Stewart Island Residents Have Gone a Decade Without a GP and Are Paying the Price
Stewart Island, known to Māori as Rakiura, is one of New Zealand’s most remote and beloved communities. Its 480 or so residents share their island with kiwi, dotterel, and some of the darkest skies in the southern hemisphere. What they have not had for at least ten years is a resident general practitioner.
For people living on Rakiura, getting medical attention means getting on a plane. That small plane costs money, takes the better part of a day, and drops you in Invercargill — where, if you are lucky, a GP can see you in six weeks.
Shona Sangster knows this reality well. She is registered with a practice on the mainland, a routine arrangement for many island residents, but the logistics are anything but routine. “I’m registered with a practice in Invercargill and it’s six weeks to get an appointment with my GP,” she told RNZ.
For Angela Karaitiana, the frustration is equally plain. “You can’t just pop to the doctor here — you have to get a flight. It takes you a day out of work and your life,” she said.
The island currently operates with one nurse practitioner and two clinical nurse specialists, equivalent to 1.6 full-time positions. That team provides primary care for a dispersed population, managing everything from chronic conditions to acute illness. But last July, all three staff were unavailable at once due to illness, leaving the island with no healthcare workers at all for three days.
A community survey of 78 residents carried out in October last year painted a picture of significant financial strain and anxiety. Residents described the cost of mainland trips as a genuine barrier to seeking care. Elderly people and pregnant women — those with the most pressing and predictable health needs — must arrange to leave the island for appointments that elsewhere would be a short drive away. The burden falls disproportionately on those least able to carry it.
Bruce Ford reflected what many islanders have quietly internalised about their situation. “You tend to be a bit cautious about what you want and even now if you want to have an appointment they say ‘oh we can see you in three weeks’ time,’” he said.
That kind of self-rationing — holding off on health concerns, weighing up whether something is worth the cost and disruption of travel — is a known consequence of poor access to primary care. It leads to conditions being managed less well, caught later, or not at all. For a community this small and this isolated, there is no fallback if something goes wrong in a hurry.
Health New Zealand has acknowledged the situation and says it is pursuing a phased review of services on the island.

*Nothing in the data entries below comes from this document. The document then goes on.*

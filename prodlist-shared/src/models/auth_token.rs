/// API token model
///
/// Tokens are opaque keys stored as-is: the management API returns a user's
/// token in its responses, so the plaintext must stay retrievable. A token
/// is valid for as long as its row exists; there is no expiry.
///
/// # Schema
///
/// ```sql
/// CREATE TABLE auth_tokens (
///     key VARCHAR(64) PRIMARY KEY,
///     user_id BIGINT NOT NULL REFERENCES users(id) ON DELETE CASCADE,
///     created_at TIMESTAMPTZ NOT NULL DEFAULT NOW()
/// );
/// ```

use chrono::{DateTime, Utc};
use serde::{Deserialize, Serialize};
use sqlx::{PgExecutor, PgPool};

use super::user::User;
use crate::auth::token::generate_token;

/// API token row
#[derive(Debug, Clone, Serialize, Deserialize, sqlx::FromRow)]
pub struct AuthToken {
    /// The token value sent in `X-API-Key`
    pub key: String,

    /// Owner of the token
    pub user_id: i64,

    /// When the token was issued
    pub created_at: DateTime<Utc>,
}

impl AuthToken {
    /// Issues a new random token for `user_id`
    ///
    /// Accepts any executor so it can run inside the user-creation
    /// transaction.
    pub async fn insert<'e, E>(executor: E, user_id: i64) -> Result<Self, sqlx::Error>
    where
        E: PgExecutor<'e>,
    {
        sqlx::query_as::<_, AuthToken>(
            r#"
            INSERT INTO auth_tokens (key, user_id)
            VALUES ($1, $2)
            RETURNING key, user_id, created_at
            "#,
        )
        .bind(generate_token())
        .bind(user_id)
        .fetch_one(executor)
        .await
    }

    /// Resolves a token key to its user
    ///
    /// Exact match only. Returns `None` for unknown keys.
    pub async fn find_user(pool: &PgPool, key: &str) -> Result<Option<User>, sqlx::Error> {
        sqlx::query_as::<_, User>(
            r#"
            SELECT u.id, u.email, u.name, u.password_hash, u.role, u.created_at, u.updated_at
            FROM auth_tokens t
            JOIN users u ON u.id = t.user_id
            WHERE t.key = $1
            "#,
        )
        .bind(key)
        .fetch_optional(pool)
        .await
    }

    /// Returns the user's oldest token key, if any
    pub async fn first_for_user(pool: &PgPool, user_id: i64) -> Result<Option<String>, sqlx::Error> {
        sqlx::query_scalar(
            r#"
            SELECT key
            FROM auth_tokens
            WHERE user_id = $1
            ORDER BY created_at ASC, key ASC
            LIMIT 1
            "#,
        )
        .bind(user_id)
        .fetch_optional(pool)
        .await
    }

    /// Counts tokens belonging to a user
    pub async fn count_for_user(pool: &PgPool, user_id: i64) -> Result<i64, sqlx::Error> {
        let (count,): (i64,) = sqlx::query_as("SELECT COUNT(*) FROM auth_tokens WHERE user_id = $1")
            .bind(user_id)
            .fetch_one(pool)
            .await?;

        Ok(count)
    }
}
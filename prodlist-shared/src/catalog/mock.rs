/// In-memory catalog for tests and local demos
///
/// Serves a fixed set of products, can be switched into a failing mode, and
/// counts how many requests it has answered.
///
/// # Example
///
/// ```
/// use prodlist_shared::catalog::{mock::MockCatalog, ProductCatalog};
///
/// # async fn example() {
/// let catalog = MockCatalog::new(vec![MockCatalog::sample_product(1)]);
/// assert!(catalog.get_product(1).await.is_ok());
/// assert!(catalog.get_product(2).await.is_err());
/// assert_eq!(catalog.request_count(), 2);
/// # }
/// ```

use async_trait::async_trait;
use rust_decimal::Decimal;
use std::collections::BTreeMap;
use std::sync::atomic::{AtomicBool, AtomicUsize, Ordering};
use std::sync::Mutex;

use super::{CatalogError, CatalogProduct, CatalogRating, CatalogResult, ProductCatalog};

/// Mock catalog implementation
#[derive(Debug, Default)]
pub struct MockCatalog {
    products: Mutex<BTreeMap<i32, CatalogProduct>>,
    failing: AtomicBool,
    requests: AtomicUsize,
}

impl MockCatalog {
    /// Creates a catalog serving `products`
    pub fn new(products: Vec<CatalogProduct>) -> Self {
        let catalog = Self::default();
        for product in products {
            catalog.upsert(product);
        }
        catalog
    }

    /// Catalog whose every request fails with a transport error
    pub fn failing() -> Self {
        let catalog = Self::default();
        catalog.set_failing(true);
        catalog
    }

    /// Deterministic product for catalog id `id`
    pub fn sample_product(id: i32) -> CatalogProduct {
        CatalogProduct {
            id,
            title: format!("Product {}", id),
            price: Decimal::new(1000 + i64::from(id), 2),
            description: format!("Description of product {}", id),
            category: "electronics".to_string(),
            image: format!("https://catalog.test/img/{}.jpg", id),
            rating: Some(CatalogRating {
                rate: Some(Decimal::new(41, 1)),
                count: Some(100 + id % 900),
            }),
        }
    }

    /// Adds or replaces a product
    pub fn upsert(&self, product: CatalogProduct) {
        if let Ok(mut products) = self.products.lock() {
            products.insert(product.id, product);
        }
    }

    /// Toggles failure mode
    pub fn set_failing(&self, failing: bool) {
        self.failing.store(failing, Ordering::SeqCst);
    }

    /// Number of requests served so far (including failed ones)
    pub fn request_count(&self) -> usize {
        self.requests.load(Ordering::SeqCst)
    }

    fn begin_request(&self) -> CatalogResult<()> {
        self.requests.fetch_add(1, Ordering::SeqCst);
        if self.failing.load(Ordering::SeqCst) {
            return Err(CatalogError::Transport("mock catalog unavailable".to_string()));
        }
        Ok(())
    }
}

#[async_trait]
impl ProductCatalog for MockCatalog {
    async fn get_product(&self, id: i32) -> CatalogResult<CatalogProduct> {
        self.begin_request()?;

        let products = self
            .products
            .lock()
            .map_err(|_| CatalogError::Transport("mock catalog poisoned".to_string()))?;

        // The public catalog answers unknown ids with an empty 200 body
        products
            .get(&id)
            .cloned()
            .ok_or_else(|| CatalogError::Decode("EOF while parsing a value".to_string()))
    }

    async fn get_product_list(&self) -> CatalogResult<Vec<CatalogProduct>> {
        self.begin_request()?;

        let products = self
            .products
            .lock()
            .map_err(|_| CatalogError::Transport("mock catalog poisoned".to_string()))?;

        Ok(products.values().cloned().collect())
    }
}

#[cfg(test)]
mod tests {
    use super::*;

    #[tokio::test]
    async fn test_serves_known_products() {
        let catalog = MockCatalog::new(vec![
            MockCatalog::sample_product(1),
            MockCatalog::sample_product(2),
        ]);

        let product = catalog.get_product(2).await.unwrap();
        assert_eq!(product.title, "Product 2");
        assert_eq!(catalog.get_product_list().await.unwrap().len(), 2);
        assert_eq!(catalog.request_count(), 2);
    }

    #[tokio::test]
    async fn test_unknown_id_is_decode_error() {
        let catalog = MockCatalog::default();
        let err = catalog.get_product(99).await.unwrap_err();
        assert!(matches!(err, CatalogError::Decode(_)));
    }

    #[tokio::test]
    async fn test_failing_mode() {
        let catalog = MockCatalog::failing();
        assert!(catalog.get_product_list().await.is_err());

        catalog.set_failing(false);
        assert!(catalog.get_product_list().await.is_ok());
        assert_eq!(catalog.request_count(), 2);
    }

    #[test]
    fn test_sample_product_price() {
        let product = MockCatalog::sample_product(5);
        assert_eq!(product.price, Decimal::new(1005, 2));
    }
}
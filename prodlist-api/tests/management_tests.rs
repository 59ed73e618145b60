/// Integration tests for the user management endpoints
///
/// Require a running PostgreSQL database (see DATABASE_URL).

mod common;

use axum::http::StatusCode;
use common::{unique_email, TestContext, TEST_PASSWORD};
use prodlist_shared::auth::password::verify_password;
use prodlist_shared::models::auth_token::AuthToken;
use prodlist_shared::models::favorite::FavoriteProduct;
use prodlist_shared::models::product::Product;
use prodlist_shared::models::user::User;
use serde_json::{json, Value};

const USER_NOT_FOUND: &str = "No user was found with the provided ID.";
const EMAIL_IN_USE: &str = "The provided email is already in use.";

async fn create_via_api(ctx: &TestContext, name: &str, email: &str) -> (StatusCode, Value) {
    let (status, body) = ctx
        .request(
            "POST",
            "/management/user",
            Some(&ctx.admin.token),
            Some(json!({"name": name, "email": email, "password": "s3cret-pass"})),
        )
        .await;

    if let Some(id) = body["id"].as_i64() {
        ctx.track_user(id);
    }
    (status, body)
}

#[tokio::test]
async fn test_management_requires_admin() {
    let ctx = TestContext::new().await.unwrap();
    let user_uri = format!("/management/user/{}", ctx.customer.user.id);

    let routes = [
        ("GET", "/management/user/list".to_string(), None),
        ("POST", "/management/user".to_string(), Some(json!({"bogus": true}))),
        ("GET", user_uri.clone(), None),
        ("PUT", user_uri.clone(), Some(json!({"email": "not-an-email"}))),
        ("DELETE", user_uri.clone(), None),
    ];

    for (method, uri, body) in routes {
        let (status, response) = ctx
            .request(method, &uri, Some(&ctx.customer.token), body.clone())
            .await;
        assert_eq!(status, StatusCode::FORBIDDEN, "{} {}", method, uri);
        assert_eq!(response, json!({"detail": "Forbidden"}));

        let (status, response) = ctx.request(method, &uri, None, body).await;
        assert_eq!(status, StatusCode::UNAUTHORIZED, "{} {}", method, uri);
        assert_eq!(response, json!({"detail": "Unauthorized"}));
    }

    // Nothing was deleted along the way
    assert!(User::find_by_id(&ctx.db, ctx.customer.user.id).await.unwrap().is_some());

    ctx.cleanup().await.unwrap();
}

#[tokio::test]
async fn test_create_user_returns_working_token() {
    let ctx = TestContext::new().await.unwrap();
    let email = unique_email();

    let (status, body) = create_via_api(&ctx, "Lucia", &email).await;
    assert_eq!(status, StatusCode::CREATED);
    assert_eq!(body["name"], "Lucia");
    assert_eq!(body["email"], email);
    assert!(body["id"].is_i64());

    let token = body["token"].as_str().unwrap().to_string();
    assert_eq!(token.len(), 40);

    let (status, _) = ctx.request("GET", "/common/favorites", Some(&token), None).await;
    assert_eq!(status, StatusCode::OK);

    // Customers only
    let (status, _) = ctx.request("GET", "/management/user/list", Some(&token), None).await;
    assert_eq!(status, StatusCode::FORBIDDEN);

    ctx.cleanup().await.unwrap();
}

#[tokio::test]
async fn test_create_user_duplicate_email() {
    let ctx = TestContext::new().await.unwrap();
    let email = ctx.customer.user.email.clone();

    let (status, body) = create_via_api(&ctx, "Copycat", &email).await;
    assert_eq!(status, StatusCode::BAD_REQUEST);
    assert_eq!(body, json!(EMAIL_IN_USE));

    let count: i64 = sqlx::query_scalar("SELECT COUNT(*) FROM users WHERE email = $1")
        .bind(&email)
        .fetch_one(&ctx.db)
        .await
        .unwrap();
    assert_eq!(count, 1);

    ctx.cleanup().await.unwrap();
}

#[tokio::test]
async fn test_create_user_validation() {
    let ctx = TestContext::new().await.unwrap();

    let bodies = [
        json!({"name": "No Email", "password": "x"}),
        json!({"name": "Bad Email", "email": "nope", "password": "x"}),
        json!({"name": "", "email": unique_email(), "password": "x"}),
        json!({"name": "No Password", "email": unique_email()}),
        json!("not an object"),
    ];

    for body in bodies {
        let (status, response) = ctx
            .request("POST", "/management/user", Some(&ctx.admin.token), Some(body.clone()))
            .await;
        assert_eq!(status, StatusCode::UNPROCESSABLE_ENTITY, "body: {}", body);
        assert!(response["detail"].is_array());
    }

    ctx.cleanup().await.unwrap();
}

#[tokio::test]
async fn test_get_user() {
    let ctx = TestContext::new().await.unwrap();
    let customer = &ctx.customer.user;

    let (status, body) = ctx
        .request(
            "GET",
            &format!("/management/user/{}", customer.id),
            Some(&ctx.admin.token),
            None,
        )
        .await;
    assert_eq!(status, StatusCode::OK);
    assert_eq!(
        body,
        json!({"id": customer.id, "name": customer.name, "email": customer.email})
    );

    let (status, body) = ctx
        .request("GET", "/management/user/0", Some(&ctx.admin.token), None)
        .await;
    assert_eq!(status, StatusCode::BAD_REQUEST);
    assert_eq!(body, json!(USER_NOT_FOUND));

    let (status, _) = ctx
        .request("GET", "/management/user/abc", Some(&ctx.admin.token), None)
        .await;
    assert_eq!(status, StatusCode::UNPROCESSABLE_ENTITY);

    ctx.cleanup().await.unwrap();
}

#[tokio::test]
async fn test_update_name_only() {
    let ctx = TestContext::new().await.unwrap();
    let before = ctx.customer.user.clone();

    let (status, body) = ctx
        .request(
            "PUT",
            &format!("/management/user/{}", before.id),
            Some(&ctx.admin.token),
            Some(json!({"name": "X"})),
        )
        .await;

    assert_eq!(status, StatusCode::OK);
    assert_eq!(
        body,
        json!({
            "id": before.id,
            "name": "X",
            "email": before.email,
            "token": ctx.customer.token,
        })
    );

    let after = User::find_by_id(&ctx.db, before.id).await.unwrap().unwrap();
    assert_eq!(after.email, before.email);
    assert_eq!(after.password_hash, before.password_hash);

    ctx.cleanup().await.unwrap();
}

#[tokio::test]
async fn test_update_password_is_rehashed() {
    let ctx = TestContext::new().await.unwrap();
    let id = ctx.customer.user.id;

    let (status, _) = ctx
        .request(
            "PUT",
            &format!("/management/user/{}", id),
            Some(&ctx.admin.token),
            Some(json!({"password": "brand-new-password"})),
        )
        .await;
    assert_eq!(status, StatusCode::OK);

    let user = User::find_by_id(&ctx.db, id).await.unwrap().unwrap();
    assert!(user.password_hash.starts_with("$argon2id$"));
    assert!(verify_password("brand-new-password", &user.password_hash).unwrap());
    assert!(!verify_password(TEST_PASSWORD, &user.password_hash).unwrap());

    ctx.cleanup().await.unwrap();
}

#[tokio::test]
async fn test_update_email_conflicts() {
    let ctx = TestContext::new().await.unwrap();
    let uri = format!("/management/user/{}", ctx.customer.user.id);

    // Someone else's email
    let (status, body) = ctx
        .request(
            "PUT",
            &uri,
            Some(&ctx.admin.token),
            Some(json!({"email": ctx.admin.user.email})),
        )
        .await;
    assert_eq!(status, StatusCode::BAD_REQUEST);
    assert_eq!(body, json!(EMAIL_IN_USE));

    // The user's own email is fine
    let (status, _) = ctx
        .request(
            "PUT",
            &uri,
            Some(&ctx.admin.token),
            Some(json!({"email": ctx.customer.user.email})),
        )
        .await;
    assert_eq!(status, StatusCode::OK);

    let new_email = unique_email();
    let (status, body) = ctx
        .request("PUT", &uri, Some(&ctx.admin.token), Some(json!({"email": new_email})))
        .await;
    assert_eq!(status, StatusCode::OK);
    assert_eq!(body["email"], new_email);

    ctx.cleanup().await.unwrap();
}

#[tokio::test]
async fn test_update_missing_user() {
    let ctx = TestContext::new().await.unwrap();

    let (status, body) = ctx
        .request(
            "PUT",
            "/management/user/0",
            Some(&ctx.admin.token),
            Some(json!({"name": "Ghost"})),
        )
        .await;
    assert_eq!(status, StatusCode::BAD_REQUEST);
    assert_eq!(body, json!(USER_NOT_FOUND));

    ctx.cleanup().await.unwrap();
}

#[tokio::test]
async fn test_delete_user_cascades() {
    let ctx = TestContext::new().await.unwrap();
    let victim = ctx.create_customer("Victim").await.unwrap();

    let item = ctx.catalog_product();
    let (status, _) = ctx
        .request(
            "POST",
            &format!("/common/favorites/{}", item.id),
            Some(&victim.token),
            None,
        )
        .await;
    assert_eq!(status, StatusCode::CREATED);

    let uri = format!("/management/user/{}", victim.user.id);
    let (status, body) = ctx.request("DELETE", &uri, Some(&ctx.admin.token), None).await;
    assert_eq!(status, StatusCode::NO_CONTENT);
    assert_eq!(body, Value::Null);

    assert!(User::find_by_id(&ctx.db, victim.user.id).await.unwrap().is_none());
    assert_eq!(AuthToken::count_for_user(&ctx.db, victim.user.id).await.unwrap(), 0);
    assert_eq!(FavoriteProduct::count_for_user(&ctx.db, victim.user.id).await.unwrap(), 0);
    assert!(Product::find_by_api_id(&ctx.db, item.id).await.unwrap().is_some());

    // The old token no longer works
    let (status, _) = ctx.request("GET", "/common/favorites", Some(&victim.token), None).await;
    assert_eq!(status, StatusCode::UNAUTHORIZED);

    let (status, body) = ctx.request("DELETE", &uri, Some(&ctx.admin.token), None).await;
    assert_eq!(status, StatusCode::BAD_REQUEST);
    assert_eq!(body, json!(USER_NOT_FOUND));

    ctx.cleanup().await.unwrap();
}

#[tokio::test]
async fn test_list_users_ordered_by_name() {
    let ctx = TestContext::new().await.unwrap();

    let (status, body) = ctx
        .request("GET", "/management/user/list", Some(&ctx.admin.token), None)
        .await;
    assert_eq!(status, StatusCode::OK);

    let items = body["items"].as_array().unwrap();
    assert!(items.len() <= 20);
    assert!(body["count"].as_i64().unwrap() >= 2);

    let keys: Vec<(String, i64)> = items
        .iter()
        .map(|u| (u["name"].as_str().unwrap().to_string(), u["id"].as_i64().unwrap()))
        .collect();
    let mut sorted = keys.clone();
    sorted.sort();
    assert_eq!(keys, sorted);

    for item in items {
        let mut fields: Vec<&String> = item.as_object().unwrap().keys().collect();
        fields.sort();
        assert_eq!(fields, ["email", "id", "name"]);
    }

    let (status, body) = ctx
        .request(
            "GET",
            "/management/user/list?page=100000",
            Some(&ctx.admin.token),
            None,
        )
        .await;
    assert_eq!(status, StatusCode::OK);
    assert_eq!(body["items"], json!([]));

    let (status, _) = ctx
        .request("GET", "/management/user/list?page=0", Some(&ctx.admin.token), None)
        .await;
    assert_eq!(status, StatusCode::UNPROCESSABLE_ENTITY);

    ctx.cleanup().await.unwrap();
}

#[tokio::test]
async fn test_empty_update_changes_nothing() {
    let ctx = TestContext::new().await.unwrap();
    let before = ctx.customer.user.clone();

    let (status, body) = ctx
        .request(
            "PUT",
            &format!("/management/user/{}", before.id),
            Some(&ctx.admin.token),
            Some(json!({})),
        )
        .await;
    assert_eq!(status, StatusCode::OK);
    assert_eq!(body["name"], before.name);
    assert_eq!(body["token"], ctx.customer.token);

    let after = User::find_by_id(&ctx.db, before.id).await.unwrap().unwrap();
    assert_eq!(after.updated_at, before.updated_at);

    ctx.cleanup().await.unwrap();
}
/// Error handling for the API server
///
/// Handlers return `ApiResult<T>`; every failure funnels into [`ApiError`],
/// which picks the status code and body.
///
/// | Variant            | Status | Body                                   |
/// |--------------------|--------|----------------------------------------|
/// | `BadRequest`       | 400    | `{"error": msg}` or `"msg"`            |
/// | `Unauthorized`     | 401    | `{"detail": msg}`                      |
/// | `ValidationError`  | 422    | `{"detail": [{"field", "message"}]}`   |
/// | `InternalError`    | 500    | `{"detail": "An internal error occurred"}` |
///
/// Business errors are small per-endpoint enums living next to their
/// handlers. Each converts into `BadRequest` with the body shape that
/// endpoint has always used.

use axum::{
    http::StatusCode,
    response::{IntoResponse, Response},
    Json,
};
use prodlist_shared::auth::password::PasswordError;
use serde::{Deserialize, Serialize};
use serde_json::json;
use std::fmt;

/// API result type alias
pub type ApiResult<T> = Result<T, ApiError>;

/// How a 400 message is wrapped
#[derive(Debug, Clone, Copy, PartialEq, Eq)]
pub enum BodyShape {
    /// `{"error": "<message>"}`
    Object,

    /// `"<message>"`
    Text,
}

/// Unified API error type
#[derive(Debug)]
pub enum ApiError {
    /// Business rule violation (400)
    BadRequest { message: String, shape: BodyShape },

    /// Unauthorized (401)
    Unauthorized(String),

    /// Unprocessable entity (422)
    ValidationError(Vec<ValidationErrorDetail>),

    /// Internal server error (500)
    InternalError(String),
}

/// Validation error detail
#[derive(Debug, Clone, PartialEq, Serialize, Deserialize)]
pub struct ValidationErrorDetail {
    /// Field (or request part) that failed validation
    pub field: String,

    /// Error message
    pub message: String,
}

impl ValidationErrorDetail {
    pub fn new(field: impl Into<String>, message: impl Into<String>) -> Self {
        Self {
            field: field.into(),
            message: message.into(),
        }
    }
}

impl ApiError {
    /// 400 with an `{"error": ...}` body
    pub fn bad_request_object(message: impl Into<String>) -> Self {
        ApiError::BadRequest {
            message: message.into(),
            shape: BodyShape::Object,
        }
    }

    /// 400 with a bare JSON string body
    pub fn bad_request_text(message: impl Into<String>) -> Self {
        ApiError::BadRequest {
            message: message.into(),
            shape: BodyShape::Text,
        }
    }
}

impl fmt::Display for ApiError {
    fn fmt(&self, f: &mut fmt::Formatter<'_>) -> fmt::Result {
        match self {
            ApiError::BadRequest { message, .. } => write!(f, "Bad request: {}", message),
            ApiError::Unauthorized(msg) => write!(f, "Unauthorized: {}", msg),
            ApiError::ValidationError(errors) => {
                write!(f, "Validation failed: {} errors", errors.len())
            }
            ApiError::InternalError(msg) => write!(f, "Internal error: {}", msg),
        }
    }
}

impl std::error::Error for ApiError {}

impl IntoResponse for ApiError {
    fn into_response(self) -> Response {
        match self {
            ApiError::BadRequest {
                message,
                shape: BodyShape::Object,
            } => (StatusCode::BAD_REQUEST, Json(json!({ "error": message }))).into_response(),
            ApiError::BadRequest {
                message,
                shape: BodyShape::Text,
            } => (StatusCode::BAD_REQUEST, Json(message)).into_response(),
            ApiError::Unauthorized(msg) => {
                (StatusCode::UNAUTHORIZED, Json(json!({ "detail": msg }))).into_response()
            }
            ApiError::ValidationError(errors) => (
                StatusCode::UNPROCESSABLE_ENTITY,
                Json(json!({ "detail": errors })),
            )
                .into_response(),
            ApiError::InternalError(msg) => {
                // Logged here, never sent to the client
                tracing::error!("Internal error: {}", msg);
                (
                    StatusCode::INTERNAL_SERVER_ERROR,
                    Json(json!({ "detail": "An internal error occurred" })),
                )
                    .into_response()
            }
        }
    }
}

impl From<sqlx::Error> for ApiError {
    fn from(err: sqlx::Error) -> Self {
        ApiError::InternalError(format!("Database error: {}", err))
    }
}

impl From<PasswordError> for ApiError {
    fn from(err: PasswordError) -> Self {
        ApiError::InternalError(format!("Password operation failed: {}", err))
    }
}

impl From<validator::ValidationErrors> for ApiError {
    fn from(errors: validator::ValidationErrors) -> Self {
        let mut details: Vec<ValidationErrorDetail> = errors
            .field_errors()
            .iter()
            .flat_map(|(field, errors)| {
                errors.iter().map(move |error| {
                    ValidationErrorDetail::new(
                        field.to_string(),
                        error
                            .message
                            .as_ref()
                            .map(|m| m.to_string())
                            .unwrap_or_else(|| "Validation failed".to_string()),
                    )
                })
            })
            .collect();

        details.sort_by(|a, b| a.field.cmp(&b.field));
        ApiError::ValidationError(details)
    }
}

Options under consideration include visiting doctors on a regular rotation and expanded use of digital health consultations. What it has ruled out, at least for now, is a full-time resident GP.
That decision sits uneasily with residents who have watched the status quo stretch across a decade without resolution. A visiting model requires the visiting doctor to be available at the right time, and telehealth consultations have their limits when a patient needs a physical examination or an urgent response. The island’s remoteness is not a problem that a phone call or a video screen can fully solve.
Not every islander is entirely dissatisfied. Helen Cave offered a more measured view of the current nursing-led model. “They’ve got good backup, they’re communicative, they do your blood tests. I think we’ve got a better service than if you were in Invercargill,” she said. It is a perspective that speaks to the genuine skill and dedication of the nursing staff on the island rather than any suggestion that the underlying arrangement is adequate or sustainable.
Rakiura is far from alone in this predicament. Rural and remote communities across New Zealand face persistent shortages of GPs, driven by an ageing medical workforce, training pipelines concentrated in urban centres, and the financial incentives that draw doctors to larger practices. Successive governments have acknowledged the problem for years. Progress has been slow and the gap between rural and urban health outcomes has stubbornly refused to close.
What makes Stewart Island’s situation particularly pointed is its wider profile. This is a community that draws visitors from around the world to walk the Rakiura Track, peer at kiwi in the dark, and experience one of the last genuinely wild corners of the country. The same isolation that makes it special makes delivering services to it difficult and expensive. The residents who live there year-round, maintaining the community and the ecosystem that visitors come to experience, deserve better than a decade-old gap in the most fundamental of services.
The phased review that Health New Zealand has committed to will be watched closely by people who have been patient for a very long time. Residents have made clear what they need. Whether the official response matches the scale of that need — and arrives before the nursing team burns out — remains to be seen.